Wednesday, October 10, 2007

More Rocks, More Icky Squirming Things

With a thank-you to TBogg for the link to the story in The Baltimore Sun, we see what happens when the reasoned voice of the mainstream press meets the rabid squirrels of the right (and along the way, we see why the mainstream press is held in such disdain by so many). In a story understatedly titled "Frost Family Draws Ire of Conservatives" by Matthew Hay Brown, we have this observation on the differences between liberals and conservatives, people of conscience and people with no conscience, and the way the world works right now thanks to the empowerment of the right wing of the blogosphere:
[W]hile the Frosts were helping a bipartisan majority in Congress sell a plan to expand the program, they were not prepared for comments such as this one, posted over the weekend on the conservative Web site Redstate:

"If federal funds were required [they] could die for all I care. Let the parents get second jobs, let their state foot the bill or let them seek help from private charities. ... I would hire a team of PIs and find out exactly how much their parents made and where they spent every nickel. Then I'd do everything possible to destroy their lives with that info."

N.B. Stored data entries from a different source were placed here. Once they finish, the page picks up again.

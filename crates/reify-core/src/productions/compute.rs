//! # Compute Operators
//!
//! Arithmetic and comparison as watches over operand facts.
//!
//! ```text
//! (c OP ADD ctx) (c X 2 *) (c Y 3 *)      =>  (c RESULT 5 ctx)
//! (c OP NEG ctx) (c VALUE 4 *)            =>  (c RESULT -4 ctx)
//! (c COMPARE LT ctx) (c LEFT 1 *) (c RIGHT 2 *)  =>  (c RESULT true ctx)
//! ```
//!
//! Operator names are matched case-insensitively. Unknown operators,
//! operands that do not coerce to numbers, and non-finite results
//! (division by zero, `SQRT` of a negative) produce nothing.

use crate::graph::{Failures, Graph};
use crate::pattern::{Binding, Pattern};
use crate::primitives::{COMPARE, LEFT, OP, OPERATION_TYPE, RESULT, RIGHT, VALUE, X, Y};
use crate::productions::describe::{declare_type, describe};
use crate::query::Query;
use crate::watch::WatchHandle;
use crate::{GraphError, Term};
use std::collections::BTreeMap;
use std::rc::Rc;
use tracing::{debug, trace};

/// How an operator reads its operands.
#[derive(Debug, Clone, Copy)]
pub enum OperatorKind {
    /// Reads `X` and `Y`, triggered by `OP`.
    Binary(fn(f64, f64) -> Option<f64>),
    /// Reads `VALUE`, triggered by `OP`.
    Unary(fn(f64) -> Option<f64>),
    /// Reads `LEFT` and `RIGHT`, triggered by `COMPARE`; yields a boolean.
    Compare(fn(f64, f64) -> bool),
}

/// A named operator with its description.
#[derive(Debug, Clone)]
pub struct Operator {
    pub docs: String,
    pub category: String,
    pub kind: OperatorKind,
}

/// Registry of compute operators, keyed by upper-cased name.
#[derive(Debug, Clone, Default)]
pub struct ComputeDefinitions {
    operators: BTreeMap<String, Operator>,
}

impl ComputeDefinitions {
    /// An empty registry.
    #[must_use]
    pub fn new() -> Self {
        Self::default()
    }

    /// The standard operator table.
    #[must_use]
    pub fn standard() -> Self {
        use OperatorKind::{Binary, Compare, Unary};

        let mut defs = Self::new();
        let arithmetic = "arithmetic";
        let comparison = "comparison";

        defs.define("ADD", "x + y", arithmetic, Binary(|x, y| Some(x + y)));
        defs.define("SUB", "x - y", arithmetic, Binary(|x, y| Some(x - y)));
        defs.define("MUL", "x * y", arithmetic, Binary(|x, y| Some(x * y)));
        defs.define(
            "DIV",
            "x / y; nothing when y is zero",
            arithmetic,
            Binary(|x, y| if y == 0.0 { None } else { Some(x / y) }),
        );
        defs.define(
            "MOD",
            "remainder of x / y; nothing when y is zero",
            arithmetic,
            Binary(|x, y| if y == 0.0 { None } else { Some(x % y) }),
        );
        defs.define("POW", "x raised to y", arithmetic, Binary(|x, y| Some(x.powf(y))));
        defs.define("MIN", "smaller of x and y", arithmetic, Binary(|x, y| Some(x.min(y))));
        defs.define("MAX", "larger of x and y", arithmetic, Binary(|x, y| Some(x.max(y))));

        defs.define("NEG", "-value", arithmetic, Unary(|v| Some(-v)));
        defs.define("ABS", "absolute value", arithmetic, Unary(|v| Some(v.abs())));
        defs.define(
            "SQRT",
            "square root; nothing for negative values",
            arithmetic,
            Unary(|v| if v < 0.0 { None } else { Some(v.sqrt()) }),
        );
        defs.define("FLOOR", "round down", arithmetic, Unary(|v| Some(v.floor())));
        defs.define("CEIL", "round up", arithmetic, Unary(|v| Some(v.ceil())));
        defs.define("ROUND", "round half away from zero", arithmetic, Unary(|v| Some(v.round())));

        defs.define("EQ", "left = right", comparison, Compare(|l, r| l == r));
        defs.define("NE", "left != right", comparison, Compare(|l, r| l != r));
        defs.define("LT", "left < right", comparison, Compare(|l, r| l < r));
        defs.define("LE", "left <= right", comparison, Compare(|l, r| l <= r));
        defs.define("GT", "left > right", comparison, Compare(|l, r| l > r));
        defs.define("GE", "left >= right", comparison, Compare(|l, r| l >= r));

        defs
    }

    /// Add or replace an operator.
    pub fn define(&mut self, name: &str, docs: &str, category: &str, kind: OperatorKind) {
        self.operators.insert(
            name.to_uppercase(),
            Operator {
                docs: docs.to_string(),
                category: category.to_string(),
                kind,
            },
        );
    }

    /// Case-insensitive lookup.
    #[must_use]
    pub fn get(&self, name: &str) -> Option<&Operator> {
        self.operators.get(&name.to_uppercase())
    }

    /// Operators in name order.
    pub fn iter(&self) -> impl Iterator<Item = (&str, &Operator)> {
        self.operators.iter().map(|(name, op)| (name.as_str(), op))
    }

    #[must_use]
    pub fn len(&self) -> usize {
        self.operators.len()
    }

    #[must_use]
    pub fn is_empty(&self) -> bool {
        self.operators.is_empty()
    }
}

// =============================================================================
// INSTALLATION
// =============================================================================

/// Describe every operator and register the three operator watches.
///
/// Returns the handles of the binary, unary and comparison watches. On
/// `GraphError::Propagation` the operators are installed regardless.
pub fn install_compute(
    graph: &mut Graph,
    defs: &ComputeDefinitions,
    ctx: &Term,
) -> Result<Vec<WatchHandle>, GraphError> {
    let mut failures = Failures::default();
    failures.absorb(declare_type(graph, OPERATION_TYPE, ctx))?;
    for (name, op) in defs.iter() {
        failures.absorb(describe(
            graph,
            &Term::word(name),
            OPERATION_TYPE,
            &op.docs,
            &op.category,
            ctx,
        ))?;
    }

    let count = defs.len();
    let defs = Rc::new(defs.clone());
    let mut handles = Vec::with_capacity(3);
    for (shape, query) in [
        (
            Shape::Binary,
            vec![
                Pattern::new("?c", OP, "?op", "?ctx"),
                Pattern::new("?c", X, "?x", "*"),
                Pattern::new("?c", Y, "?y", "*"),
            ],
        ),
        (
            Shape::Unary,
            vec![
                Pattern::new("?c", OP, "?op", "?ctx"),
                Pattern::new("?c", VALUE, "?x", "*"),
            ],
        ),
        (
            Shape::Compare,
            vec![
                Pattern::new("?c", COMPARE, "?op", "?ctx"),
                Pattern::new("?c", LEFT, "?x", "*"),
                Pattern::new("?c", RIGHT, "?y", "*"),
            ],
        ),
    ] {
        let defs = Rc::clone(&defs);
        handles.push(graph.watch(Query::new(query), move |graph, binding| {
            apply(graph, &defs, shape, binding)
        }));
    }

    debug!(operators = count, "compute installed");
    failures.finish()?;
    Ok(handles)
}

/// Operand layout a watch provides.
#[derive(Debug, Clone, Copy)]
enum Shape {
    Binary,
    Unary,
    Compare,
}

/// Evaluate one operator binding. An operator whose kind does not fit the
/// watch's operand shape is a no-op.
fn apply(
    graph: &mut Graph,
    defs: &ComputeDefinitions,
    shape: Shape,
    binding: &Binding,
) -> Result<(), GraphError> {
    let (Some(cell), Some(name), Some(ctx)) =
        (binding.get("c"), binding.get("op"), binding.get("ctx"))
    else {
        return Ok(());
    };
    let Some(op) = name.as_text().and_then(|name| defs.get(name)) else {
        trace!(op = %name, "unknown operator");
        return Ok(());
    };
    let x = binding.get("x").and_then(Term::as_number);
    let y = binding.get("y").and_then(Term::as_number);

    let result = match (shape, op.kind) {
        (Shape::Binary, OperatorKind::Binary(f)) => x
            .zip(y)
            .and_then(|(x, y)| f(x, y))
            .filter(|r| r.is_finite())
            .map(Term::number),
        (Shape::Unary, OperatorKind::Unary(f)) => {
            x.and_then(f).filter(|r| r.is_finite()).map(Term::number)
        }
        (Shape::Compare, OperatorKind::Compare(f)) => {
            x.zip(y).map(|(x, y)| Term::Boolean(f(x, y)))
        }
        _ => None,
    };

    if let Some(result) = result {
        trace!(cell = %cell, op = %name, result = %result, "operator evaluated");
        graph.add(cell.clone(), RESULT, result, ctx.clone())?;
    }
    Ok(())
}

// =============================================================================
// TESTS
// =============================================================================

Please make sure you take this all in. A family was volunteering to help Congress on a bill that had benefited them, so that it could help others. For their trouble, a commenter over at Redstate (I refuse to link, sorry) wants them to die. Is their any further need to argue over the moral chasm that divides liberals and conservatives?

Some more from the Sun piece:
The onslaught began over the weekend, a week after 12-year-old Graeme Frost delivered the Democrats' weekly radio address with a plea to Bush to sign the bill. A contributor to the conservative Web site Free Republic noted Graeme's enrollment in the private Park School and the sale of a smaller rowhouse on the Frosts' block for $485,000 this year and questioned whether the family should be taking advantage of the state program.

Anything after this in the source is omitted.